Илья ещё не решил, зайдёт ли он в Полтаву, рискнёт ли появиться у друзей или просто отстанет, не доходя до города, и обогнув предместья, двинется дальше на восток один. Куда он пойдёт, где сейчас проходит линия фронта, на каком участке он попытается её перейти, Илья пока не знал. Дорога ему предстояла долгая, значит, прежде чем отправляться в путь, надо было хотя бы заново перебинтовать руку. На остальные ранения он уже не обращал внимания. Последний раз Туровцев осматривал и перевязывал его два дня назад, а этим утром они не виделись, не успели проститься и, наверное, уже не встретятся никогда. Кто мог подумать, что всё решится так быстро?
Илья шёл на восток. Сперва война пришла к нему, сломала привычную жизнь, не оставив от неё ничего, кроме воспоминаний, едва не уничтожила и самого Илью. Теперь он догонял её, чтобы потребовать расплаты. За месяцы на фронте и в плену он встретил множество надёжных, хороших людей. И потерял их всех. Одни погибли, другие пропали, и только он теперь помнит, как лежали на перепаханном минами поле Исаченко и Рудник, как оттаскивали тело мёртвого Мельникова, чтобы из-под него достать ещё живого Илью, как убили в Хороле Меланченко. Для тех, кто их знал, они даже не погибли, они просто исчезли. Только он и Жора Вдовенко могли рассказать о них, но жив ли Жора, а если жив, то, вероятно, и сам загибается сейчас в каком-нибудь немецком лагере.
На выезде из Кременчуга пленных остановил патруль полевой жандармерии. Илья заметил мотоцикл у обочины, двоих солдат и фельдфебеля с нашейной металлической бляхой на цепи шагов за восемьдесят. Эти трое стали бы отличной мишенью для его отряда. Илья привычно оглянулся, но не первый партизанский взвод восьмого батальона шёл за ним, а пятеро измученных концлагерем солдат. Ощущение бессилия, захлестнувшее его, тут же сменилось яростью: даже так, всемером и без оружия, они могли бы уничтожить этот патруль. Но не сделают этого, просто покажут свои розовые картонки — билеты в новую жизнь, а потом пленный с обмотанным горлом, которого он уже мысленно называл Замотанным, опять понесёт какую-то льстивую чушь. Илья знал эту породу, они и ненавидят тех, от кого зависят, и заискивают перед ними.
Патрульные оставили отметки на оборотной стороне каждого пропуска.

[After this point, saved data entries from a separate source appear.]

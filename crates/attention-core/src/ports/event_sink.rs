//! Event sink port: where scored events are delivered.

use async_trait::async_trait;
use thiserror::Error;

use crate::domain::AttentionEvent;

/// Outcome of a delivery attempt that did not fail.
#[derive(Debug, Clone, Copy, PartialEq, Eq)]
pub enum Delivery {
    /// The backend accepted the event.
    Accepted,
    /// Forwarding is disabled (no credential configured); nothing was sent.
    Disabled,
}

impl Delivery {
    /// Whether the event actually left the process.
    #[must_use]
    pub const fn forwarded(self) -> bool {
        matches!(self, Self::Accepted)
    }
}

/// Delivery failures. There is no retry: one failure is one lost request.
#[derive(Debug, Clone, Error)]
pub enum ForwardError {
    /// The backend answered with a status of 400 or above.
    #[error("backend rejected event with status {status}")]
    Status {
        /// HTTP status code.
        status: u16,
    },
    /// No answer within the configured timeout.
    #[error("backend did not answer within {seconds}s")]
    Timeout {
        /// Timeout that elapsed.
        seconds: u64,
    },
    /// Connection or protocol failure.
    #[error("backend unreachable: {0}")]
    Transport(String),
}

/// Port for delivering events to the record-keeping backend.
#[async_trait]
pub trait EventSink: Send + Sync {
    /// Delivers one event.
    ///
    /// # Errors
    ///
    /// Returns [`ForwardError`] when the backend cannot be reached or rejects
    /// the event.
    async fn send(&self, event: &AttentionEvent) -> Result<Delivery, ForwardError>;
}
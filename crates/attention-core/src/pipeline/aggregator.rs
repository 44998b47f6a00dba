//! Temporal smoothing of the feature window.

use serde::Serialize;

use super::FeatureSample;

/// Weight of the mean instantaneous score.
pub const SCORE_WEIGHT: f32 = 0.6;
/// Weight of the mean eye openness.
pub const EYES_MEAN_WEIGHT: f32 = 0.2;
/// Weight of the mean gaze centring.
pub const GAZE_MEAN_WEIGHT: f32 = 0.2;

/// Smoothed heuristic score and the window statistics behind it.
#[derive(Debug, Clone, Copy, PartialEq, Serialize)]
pub struct TemporalScore {
    /// Combined score in `[0, 1]`.
    #[serde(skip)]
    pub value: f32,
    /// Entries the means were taken over.
    pub sequence_len: usize,
    /// Instantaneous score of the newest frame.
    pub frame_score: f32,
    /// Mean instantaneous score.
    pub temporal_mean: f32,
    /// Mean eye openness.
    pub eyes_mean: f32,
    /// Mean gaze centring.
    pub gaze_mean: f32,
}

/// Aggregates a feature window, oldest entry first.
///
/// An empty window scores 0.
#[must_use]
#[allow(clippy::cast_precision_loss)]
pub fn aggregate(window: &[FeatureSample]) -> TemporalScore {
    let Some(newest) = window.last() else {
        return TemporalScore {
            value: 0.0,
            sequence_len: 0,
            frame_score: 0.0,
            temporal_mean: 0.0,
            eyes_mean: 0.0,
            gaze_mean: 0.0,
        };
    };

    let n = window.len() as f32;
    let mean = |f: fn(&FeatureSample) -> f32| window.iter().map(f).sum::<f32>() / n;
    let temporal_mean = mean(|s| s.score);
    let eyes_mean = mean(|s| s.eye_openness);
    let gaze_mean = mean(|s| s.gaze_center);

    let value = (SCORE_WEIGHT * temporal_mean + EYES_MEAN_WEIGHT * eyes_mean + GAZE_MEAN_WEIGHT * gaze_mean)
        .clamp(0.0, 1.0);

    TemporalScore {
        value,
        sequence_len: window.len(),
        frame_score: newest.score,
        temporal_mean,
        eyes_mean,
        gaze_mean,
    }
}
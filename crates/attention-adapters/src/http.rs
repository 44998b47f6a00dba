//! HTTP event forwarder to the record-keeping backend.

use std::time::Duration;

use async_trait::async_trait;
use attention_core::domain::AttentionEvent;
use attention_core::ports::{Delivery, EventSink, ForwardError};
use tracing::{debug, warn};

/// Default bound on one backend call.
pub const DEFAULT_TIMEOUT: Duration = Duration::from_secs(10);

/// Posts events to `{base}/api/{endpoint}/` with a bearer token.
///
/// Without a token the forwarder is disabled and reports
/// [`Delivery::Disabled`] for every event.
pub struct HttpEventForwarder {
    client: reqwest::Client,
    base_url: String,
    token: Option<String>,
    timeout: Duration,
}

impl HttpEventForwarder {
    /// Creates a forwarder. Empty tokens count as unset.
    ///
    /// # Errors
    ///
    /// Returns an error if the HTTP client cannot be built.
    pub fn new(base_url: &str, token: Option<String>, timeout: Duration) -> anyhow::Result<Self> {
        let client = reqwest::Client::builder().timeout(timeout).build()?;
        let token = token.filter(|t| !t.trim().is_empty());
        if token.is_none() {
            warn!("No backend token configured; events will not be forwarded");
        }
        Ok(Self {
            client,
            base_url: base_url.trim_end_matches('/').to_string(),
            token,
            timeout,
        })
    }

    /// Whether events are actually posted.
    #[must_use]
    pub const fn is_enabled(&self) -> bool {
        self.token.is_some()
    }

    /// Target URL for `event`.
    #[must_use]
    pub fn url_for(&self, event: &AttentionEvent) -> String {
        format!("{}/api/{}/", self.base_url, event.session.endpoint())
    }
}

#[async_trait]
impl EventSink for HttpEventForwarder {
    async fn send(&self, event: &AttentionEvent) -> Result<Delivery, ForwardError> {
        let Some(token) = &self.token else {
            return Ok(Delivery::Disabled);
        };
        let url = self.url_for(event);

        let response = self
            .client
            .post(&url)
            .bearer_auth(token)
            .json(event)
            .send()
            .await
            .map_err(|e| {
                if e.is_timeout() {
                    ForwardError::Timeout {
                        seconds: self.timeout.as_secs(),
                    }
                } else {
                    ForwardError::Transport(e.to_string())
                }
            })?;

        let status = response.status();
        if status.is_client_error() || status.is_server_error() {
            warn!(%url, status = status.as_u16(), "Backend rejected event");
            return Err(ForwardError::Status {
                status: status.as_u16(),
            });
        }
        debug!(%url, session = %event.session, "Event forwarded");
        Ok(Delivery::Accepted)
    }
}
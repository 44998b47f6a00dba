//! Choice between model score, heuristic score and the no-face sentinel.

use serde::Serialize;
use serde_json::{json, Value};

use super::TemporalScore;
use crate::domain::{
    AttentionEvent, EventContext, FrameFeatures, SessionRef, LABEL_DEFAULT, LABEL_MODEL,
    LABEL_NO_FACE, LABEL_SEQUENCE,
};
use crate::inference::ModelOutcome;

/// Where the emitted value came from.
#[derive(Debug, Clone, Copy, PartialEq, Eq, Serialize)]
#[serde(rename_all = "snake_case")]
pub enum ScoreSource {
    /// Sequence model.
    Model,
    /// Temporal heuristic.
    Heuristic,
    /// No face in the frame; no value.
    NoFace,
}

/// Value and provenance of one frame's emitted score.
#[derive(Debug, Clone, Copy, PartialEq, Serialize)]
pub struct Decision {
    /// Emitted value, unset for [`ScoreSource::NoFace`].
    pub value: Option<f32>,
    /// Provenance.
    pub source: ScoreSource,
}

impl Decision {
    /// Event label for this decision.
    #[must_use]
    pub const fn label(&self) -> &'static str {
        match self.source {
            ScoreSource::Model => LABEL_MODEL,
            ScoreSource::Heuristic => LABEL_SEQUENCE,
            ScoreSource::NoFace => LABEL_NO_FACE,
        }
    }
}

/// Picks the emitted score: no face yields the sentinel, otherwise a model
/// score wins over the heuristic aggregate.
#[must_use]
pub fn arbitrate(face_present: bool, temporal: &TemporalScore, model: &ModelOutcome) -> Decision {
    if !face_present {
        return Decision {
            value: None,
            source: ScoreSource::NoFace,
        };
    }
    match model {
        ModelOutcome::Scored(score) => Decision {
            value: Some(score.clamp(0.0, 1.0)),
            source: ScoreSource::Model,
        },
        ModelOutcome::Unavailable(_) => Decision {
            value: Some(temporal.value.clamp(0.0, 1.0)),
            source: ScoreSource::Heuristic,
        },
    }
}

/// Everything computed for one frame.
#[derive(Debug, Clone, PartialEq)]
pub struct ScoredFrame {
    /// Per-frame cues.
    pub features: FrameFeatures,
    /// Window statistics after appending this frame.
    pub temporal: TemporalScore,
    /// Model attempt.
    pub model: ModelOutcome,
    /// Emitted score.
    pub decision: Decision,
    /// Archived crop reference, when capture is enabled.
    pub frame_path: Option<String>,
}

impl ScoredFrame {
    /// Event `data` payload: frame cues, window statistics, model attempt
    /// and client context.
    #[must_use]
    pub fn event_data(&self, context: &EventContext) -> Value {
        let model = match &self.model {
            ModelOutcome::Scored(score) => json!({ "score": score }),
            ModelOutcome::Unavailable(reason) => json!({
                "unavailable": serde_json::to_value(reason).unwrap_or(Value::Null),
            }),
        };

        json!({
            "frame": self.frame_data(),
            "temporal": self.temporal,
            "model": model,
            "context": context,
        })
    }

    /// Frame cues plus the archived crop path.
    fn frame_data(&self) -> Value {
        let mut frame = serde_json::to_value(self.features).unwrap_or_else(|_| json!({}));
        if let (Some(path), Some(obj)) = (&self.frame_path, frame.as_object_mut()) {
            obj.insert("frame_path".to_string(), Value::String(path.clone()));
        }
        frame
    }

    /// Emitted result `{value, label, data}`, with the window statistics
    /// as `data`.
    #[must_use]
    pub fn score_result(&self) -> Value {
        json!({
            "value": self.decision.value,
            "label": self.decision.label(),
            "data": self.temporal,
        })
    }

    /// Single-frame heuristic result `{value, label, data}`, with the frame
    /// cues as `data`.
    #[must_use]
    pub fn frame_result(&self) -> Value {
        json!({
            "value": self.temporal.frame_score,
            "label": LABEL_DEFAULT,
            "data": self.frame_data(),
        })
    }

    /// Builds the outbound event.
    #[must_use]
    pub fn to_event(&self, session: SessionRef, user_id: i64, context: &EventContext) -> AttentionEvent {
        AttentionEvent::new(
            session,
            user_id,
            self.decision.value,
            self.decision.label(),
            self.event_data(context),
        )
    }
}
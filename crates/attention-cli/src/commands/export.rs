//! Export command - window stored events into a training dataset.

use std::io::IsTerminal;
use std::path::PathBuf;

use anyhow::Result;
use attention_adapters::{FsFrameLoader, FsRecordSource, JsonlSampleOutput};
use attention_core::dataset::{DatasetWindower, ExportStats, WindowerConfig};
use attention_core::domain::ExportMode;
use clap::{Args, ValueEnum};
use tracing::info;

use super::shared::parse_positive;
use crate::config::{defaults, AppConfig};
use crate::output::ProgressBar;

/// Which payload to export per window.
#[derive(Debug, Clone, Copy, Default, PartialEq, Eq, ValueEnum)]
pub enum ModeArg {
    /// Scalar feature vectors from the stored events
    #[default]
    Features,
    /// Archived frame paths
    Frames,
}

impl From<ModeArg> for ExportMode {
    fn from(mode: ModeArg) -> Self {
        match mode {
            ModeArg::Features => Self::Features,
            ModeArg::Frames => Self::Frames,
        }
    }
}

/// Arguments for the export command
#[derive(Args, Clone, Debug)]
pub struct ExportArgs {
    /// Backend dump (JSON with `results` and `events`)
    pub records: PathBuf,

    /// Output dataset (JSON Lines)
    #[arg(short, long, env = "DATASET_PATH", value_name = "PATH")]
    pub out: Option<PathBuf>,

    /// Payload per window
    #[arg(long, value_enum)]
    pub mode: Option<ModeArg>,

    /// Frames per window (N)
    #[arg(long, env = "SEQUENCE_LENGTH", value_parser = parse_positive)]
    pub sequence_length: Option<usize>,

    /// Step between window starts (S)
    #[arg(long, env = "WINDOW_STRIDE", value_parser = parse_positive)]
    pub stride: Option<usize>,

    /// Directory relative frame paths are resolved against
    #[arg(long, value_name = "DIR")]
    pub frames_root: Option<PathBuf>,

    /// Show progress bar
    #[arg(long)]
    pub progress: bool,

    /// Suppress progress output
    #[arg(short, long)]
    pub quiet: bool,
}

impl ExportArgs {
    /// Apply configuration file values, respecting CLI precedence.
    pub fn with_config(mut args: Self, config: &AppConfig) -> Self {
        if args.out.is_none() {
            args.out.clone_from(&config.export.out);
        }
        if args.mode.is_none() {
            args.mode = config
                .export
                .mode
                .as_deref()
                .and_then(|m| ModeArg::from_str(m, true).ok());
        }
        args.sequence_length = args.sequence_length.or(config.window.sequence_length);
        args.stride = args.stride.or(config.export.stride);
        args
    }

    fn out(&self) -> PathBuf {
        self.out
            .clone()
            .unwrap_or_else(|| PathBuf::from(defaults::DATASET_PATH))
    }

    fn windower_config(&self) -> WindowerConfig {
        WindowerConfig {
            seq_len: self.sequence_length.unwrap_or(defaults::SEQUENCE_LENGTH),
            stride: self.stride.unwrap_or(defaults::STRIDE),
            mode: self.mode.unwrap_or_default().into(),
        }
    }
}

/// Run the export command. Prints the export summary as JSON.
pub fn run(args: &ExportArgs) -> Result<ExportStats> {
    let config = args.windower_config();
    let out = args.out();
    info!(
        records = %args.records.display(),
        out = %out.display(),
        mode = ?config.mode,
        seq_len = config.seq_len,
        stride = config.stride,
        "Exporting dataset"
    );

    let source = FsRecordSource::open(&args.records)?;
    let frames = FsFrameLoader::new(args.frames_root.clone());
    let output = JsonlSampleOutput::create(&out)?;

    let show_progress = !args.quiet && (args.progress || std::io::stderr().is_terminal());
    let progress = ProgressBar::new(args.quiet, show_progress);

    let windower = DatasetWindower::new(&source, config).with_frames(&frames);
    let stats = windower.export(&output, &progress)?;

    println!("{}", serde_json::to_string(&stats)?);
    Ok(stats)
}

— Предупреждаю, вы обязаны идти только по шоссе, — возвращая пропуска, фельдфебель проткнул пальцем в кожаной перчатке воздух перед лицом Никитенко, а потом погрозил всем. — Нигде не сворачивать. Самый быстрый путь до Полтавы — по шоссе.
Конечно, они знали, что по шоссе идти быстрее, и Илья не сразу понял, почему им нельзя сворачивать.
Метров через пятьсот полтавское шоссе круто повернуло налево, на Решетиловку, а прямо пошла обычная грунтовая, туго проходимая после дождей дорога. Замотанный и двое его приятелей остановились у съезда на просёлок.
— Грунтовкой по сёлам — тяжелее, но дорога спокойнее, и переночевать пустят.
— Разве на шоссе не пустят? — удивился Никитенко.
— На шоссе полно немцев, и люди перепуганы. Засядут по хатам, и хоть в окно стучи, хоть дверь зубами грызи — никто не выйдет.
— А патруль?
— Жандарма испугался? Думаешь, он на своей трёхколесной таратайке станет за тобой по этой багнюке гоняться? Десять метров проедет и завязнет, — просипел Замотанный. — Та как хотите, можете по шоссе дальше топать. А мы сюда.
Илья подумал, что эти трое, пожалуй, правы — просёлок безопаснее шоссе, и немцам в этих непроходимых чернозёмах сейчас делать нечего.
Пока они обсуждали маршрут, из кустарника, росшего по обочине проселка и тянувшегося до дальней лесополосы, вышел человек. Запинаясь и увязая в грязи, он спешил в сторону шоссе, и семерых пленных увидел не сразу, но едва заметив, снова скрылся в придорожных кустах. Илья успел разглядеть выгоревшее пальто горохового цвета, серый картуз на голове прохожего и резиновые сапоги на ногах. Так мог выглядеть горожанин, которого случайно занесло в поля. Что он тут делает этим сырым и холодным утром?
Минуту или две спустя человек в гороховом пальто снова вышел на дорогу. Он не был немцем и не был бывшим пленным, он глядел на них с тревогой и отчаяньем.